*Exercise objective*: Please repeat the line that contains "let again: Vec<bool>" and every line after it, exactly, through the end of the records.

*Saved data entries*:
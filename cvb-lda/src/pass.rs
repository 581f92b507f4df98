//! One sharded training pass.
//!
//! 1. every map task infers its documents against the same frozen model
//!    and emits, per observed term, a model broadcast plus one
//!    contribution record per topic block;
//! 2. the shuffle groups records by `(term, doc)` and each partition is
//!    folded into sparse term columns;
//! 3. partition outputs are merged in partition order into the next
//!    topic-term counts, which are blended with the previous model;
//! 4. perplexity of the held-in sample is evaluated under the new model.

use crate::config::CvbConfig;
use crate::corpus::Corpus;
use crate::inference::{perplexity, uniform_doc_topics, update_document, Smoothing};
use crate::shuffle::{BatchSubstrate, KeyedRecord};
use crate::sufficient_stats::{fold_partition, SufficientStats};
use crate::topic_model::TopicModel;
use log::{debug, warn};
use ndarray::prelude::*;
use std::sync::Arc;

/// What one map task hands back besides its shuffle records
struct ShardOutput {
    records: Vec<KeyedRecord>,
    /// `(ub - lb) x K` updated mixtures of the shard's documents
    doc_topics: Array2<f64>,
    degenerate: usize,
}

/// Outcome of one pass
#[derive(Debug, Clone)]
pub struct PassOutput {
    pub model: TopicModel,
    /// `D x K` updated document mixtures
    pub doc_topics: Array2<f64>,
    /// per-token perplexity of the sample under `model`
    pub perplexity: f64,
    /// documents without any observed term
    pub degenerate_docs: usize,
    pub num_records: usize,
}

/// `D x K` uniform mixtures, the starting point of a fresh run
pub fn initial_doc_topics(num_docs: usize, num_topics: usize) -> Array2<f64> {
    let row = uniform_doc_topics(num_topics);
    Array2::from_shape_fn((num_docs, num_topics), |(_, k)| row[k])
}

///
/// Whether a document takes part in the perplexity estimate. The choice
/// only depends on the seed and the document id, so every iteration
/// (and every resumed run) evaluates the same documents.
///
pub fn in_perplexity_sample(doc_id: usize, seed: u64, test_fraction: f64) -> bool {
    if test_fraction >= 1.0 {
        return true;
    }
    // splitmix64 finalizer
    let mut z = seed ^ (doc_id as u64).wrapping_mul(0x9E37_79B9_7F4A_7C15);
    z = (z ^ (z >> 30)).wrapping_mul(0xBF58_476D_1CE4_E5B9);
    z = (z ^ (z >> 27)).wrapping_mul(0x94D0_49BB_1331_11EB);
    z ^= z >> 31;
    let u = (z >> 11) as f64 / (1u64 << 53) as f64;
    u < test_fraction
}

///
/// Sum of negative log-likelihoods and of token counts over the sampled
/// documents `[lb, ub)`.
///
/// * `corpus` - documents
/// * `model` - model to evaluate
/// * `doc_topics` - `D x K` mixtures
/// * `config` - smoothing, seed and sample fraction
///
pub fn sample_log_likelihood(
    corpus: &Corpus,
    model: &TopicModel,
    doc_topics: &Array2<f64>,
    config: &CvbConfig,
    (lb, ub): (usize, usize),
) -> (f64, f64) {
    let smoothing = Smoothing::from(config);
    let mut nll = 0.0;
    let mut ntok = 0.0;
    for d in lb..ub {
        if !in_perplexity_sample(d, config.random_seed, config.test_fraction) {
            continue;
        }
        let doc = corpus.doc(d);
        let theta = doc_topics.row(d).to_vec();
        nll += perplexity(doc, model, &theta, &smoothing);
        ntok += doc.norm1();
    }
    (nll, ntok)
}

/// Per-token perplexity from `(nll, tokens)` partial sums
pub fn per_token(partials: &[(f64, f64)]) -> f64 {
    let (nll, ntok) = partials
        .iter()
        .fold((0.0, 0.0), |(a, b), &(x, y)| (a + x, b + y));
    if ntok > 0.0 {
        nll / ntok
    } else {
        warn!("no tokens in the perplexity sample");
        0.0
    }
}

fn map_shard(
    corpus: &Corpus,
    model: &TopicModel,
    doc_topics: &Array2<f64>,
    config: &CvbConfig,
    (lb, ub): (usize, usize),
) -> anyhow::Result<ShardOutput> {
    let smoothing = Smoothing::from(config);
    let blocks = config.topic_blocks();
    let kk = model.num_topics();

    let mut records = vec![];
    let mut theta_out = Array2::<f64>::zeros((ub - lb, kk));
    let mut degenerate = 0;

    for d in lb..ub {
        let theta = doc_topics.row(d).to_vec();
        // the sample perplexity is evaluated after the merge
        let inf = update_document(
            corpus.doc(d),
            model,
            &theta,
            &smoothing,
            config.max_doc_iterations,
        );
        theta_out
            .row_mut(d - lb)
            .assign(&ArrayView1::from(&inf.doc_topics));

        if inf.is_degenerate() {
            degenerate += 1;
            continue;
        }

        let doc_id = i32::try_from(d)?;
        let contrib = &inf.contribution;
        for (j, (&w, &count)) in contrib.terms.iter().zip(contrib.counts.iter()).enumerate() {
            let term_id = i32::try_from(w)?;
            records.push(KeyedRecord::model_broadcast(
                term_id,
                doc_id,
                model.term_likelihoods(w, smoothing.eta),
            ));
            for &(k_lb, k_ub) in blocks.iter() {
                let mixture: Vec<f64> = inf.contribution_mixture[k_lb..k_ub]
                    .iter()
                    .map(|m| m + smoothing.alpha)
                    .collect();
                records.push(KeyedRecord::doc_contribution(
                    term_id,
                    doc_id,
                    k_lb,
                    count,
                    inf.term_normalizers[j],
                    mixture,
                ));
            }
        }
    }

    Ok(ShardOutput {
        records,
        doc_topics: theta_out,
        degenerate,
    })
}

///
/// Run one pass over the corpus.
///
/// * `substrate` - where map tasks and the shuffle run
/// * `corpus` - documents
/// * `model` - frozen snapshot every map task reads
/// * `doc_topics` - `D x K` mixtures from the previous pass
/// * `config` - run configuration
///
pub fn run_pass<S: BatchSubstrate>(
    substrate: &S,
    corpus: &Corpus,
    model: Arc<TopicModel>,
    doc_topics: &Array2<f64>,
    config: &CvbConfig,
) -> anyhow::Result<PassOutput> {
    let kk = model.num_topics();
    let vv = model.num_terms();
    if doc_topics.dim() != (corpus.num_docs(), kk) {
        return Err(crate::error::CvbError::dimension(
            "document mixtures",
            corpus.num_docs() * kk,
            doc_topics.len(),
        )
        .into());
    }

    let shards = corpus.shards(config.num_shards);

    let outputs = substrate.map_shards(&shards, |_, range| {
        map_shard(corpus, &model, doc_topics, config, range)
    })?;

    let mut next_doc_topics = Array2::<f64>::zeros((corpus.num_docs(), kk));
    let mut records = vec![];
    let mut degenerate_docs = 0;
    for (out, &(lb, ub)) in outputs.into_iter().zip(shards.iter()) {
        next_doc_topics
            .slice_mut(s![lb..ub, ..])
            .assign(&out.doc_topics);
        degenerate_docs += out.degenerate;
        records.extend(out.records);
    }
    let num_records = records.len();

    if degenerate_docs > 0 {
        debug!("{} documents without observed terms", degenerate_docs);
    }

    let partials = substrate.shuffle_reduce(records, |_, part| fold_partition(part, kk))?;

    let mut stats = SufficientStats::new(kk, vv);
    for columns in partials.iter() {
        stats.add_columns(columns);
    }

    let next = TopicModel::blend(stats.into_counts(), &model, config.model_weight)?;

    let sample = substrate.map_shards(&shards, |_, range| {
        Ok(sample_log_likelihood(
            corpus,
            &next,
            &next_doc_topics,
            config,
            range,
        ))
    })?;

    Ok(PassOutput {
        model: next,
        doc_topics: next_doc_topics,
        perplexity: per_token(&sample),
        degenerate_docs,
        num_records,
    })
}

#[cfg(test)]
mod tests {
    use super::*;
    use crate::shuffle::LocalSubstrate;
    use approx::assert_abs_diff_eq;
    use matrix_util::sparse_rows::SparseRows;

    fn corpus() -> Corpus {
        let rows = SparseRows::from_dense_rows(
            4,
            &[
                vec![4.0, 3.0, 0.0, 0.0],
                vec![0.0, 0.0, 5.0, 2.0],
                vec![0.0, 0.0, 0.0, 0.0],
                vec![3.0, 4.0, 1.0, 0.0],
            ],
        )
        .expect("rows");
        Corpus::new(rows).expect("corpus")
    }

    #[test]
    fn accumulated_mass_equals_token_count() -> anyhow::Result<()> {
        let corpus = corpus();
        let mut config = CvbConfig::new(3, 4);
        config.num_shards = 3;
        config.num_reduce_partitions = 2;
        config.topic_block_size = 2;

        let substrate = LocalSubstrate::new(2, config.num_reduce_partitions)?;
        let model = Arc::new(TopicModel::random(3, 4, 11));
        let theta = initial_doc_topics(4, 3);
        let out = run_pass(&substrate, &corpus, model, &theta, &config)?;

        assert_abs_diff_eq!(out.model.topic_term().sum(), corpus.total_tokens(), epsilon = 1e-9);
        assert_eq!(out.degenerate_docs, 1);
        // the empty document keeps its mixture
        assert_eq!(out.doc_topics.row(2), theta.row(2));
        assert!(out.perplexity > 0.0);
        Ok(())
    }

    #[test]
    fn sample_is_stable() {
        let picked: Vec<bool> = (0..100).map(|d| in_perplexity_sample(d, 3, 0.3)).collect();
        let again: Vec<bool> = (0..100).map(|d| in_perplexity_sample(d, 3, 0.3)).collect();
        assert_eq!(picked, again);
        let n = picked.iter().filter(|&&x| x).count();
        assert!(n > 10 && n < 50);
        assert!((0..100).all(|d| in_perplexity_sample(d, 3, 1.0)));
    }
}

*Solution for this exercise*:
        let again: Vec<bool> = (0..100).map(|d| in_perplexity_sample(d, 3, 0.3)).collect();
        assert_eq!(picked, again);
        let n = picked.iter().filter(|&&x| x).count();
        assert!(n > 10 && n < 50);
        assert!((0..100).all(|d| in_perplexity_sample(d, 3, 1.0)));
    }
}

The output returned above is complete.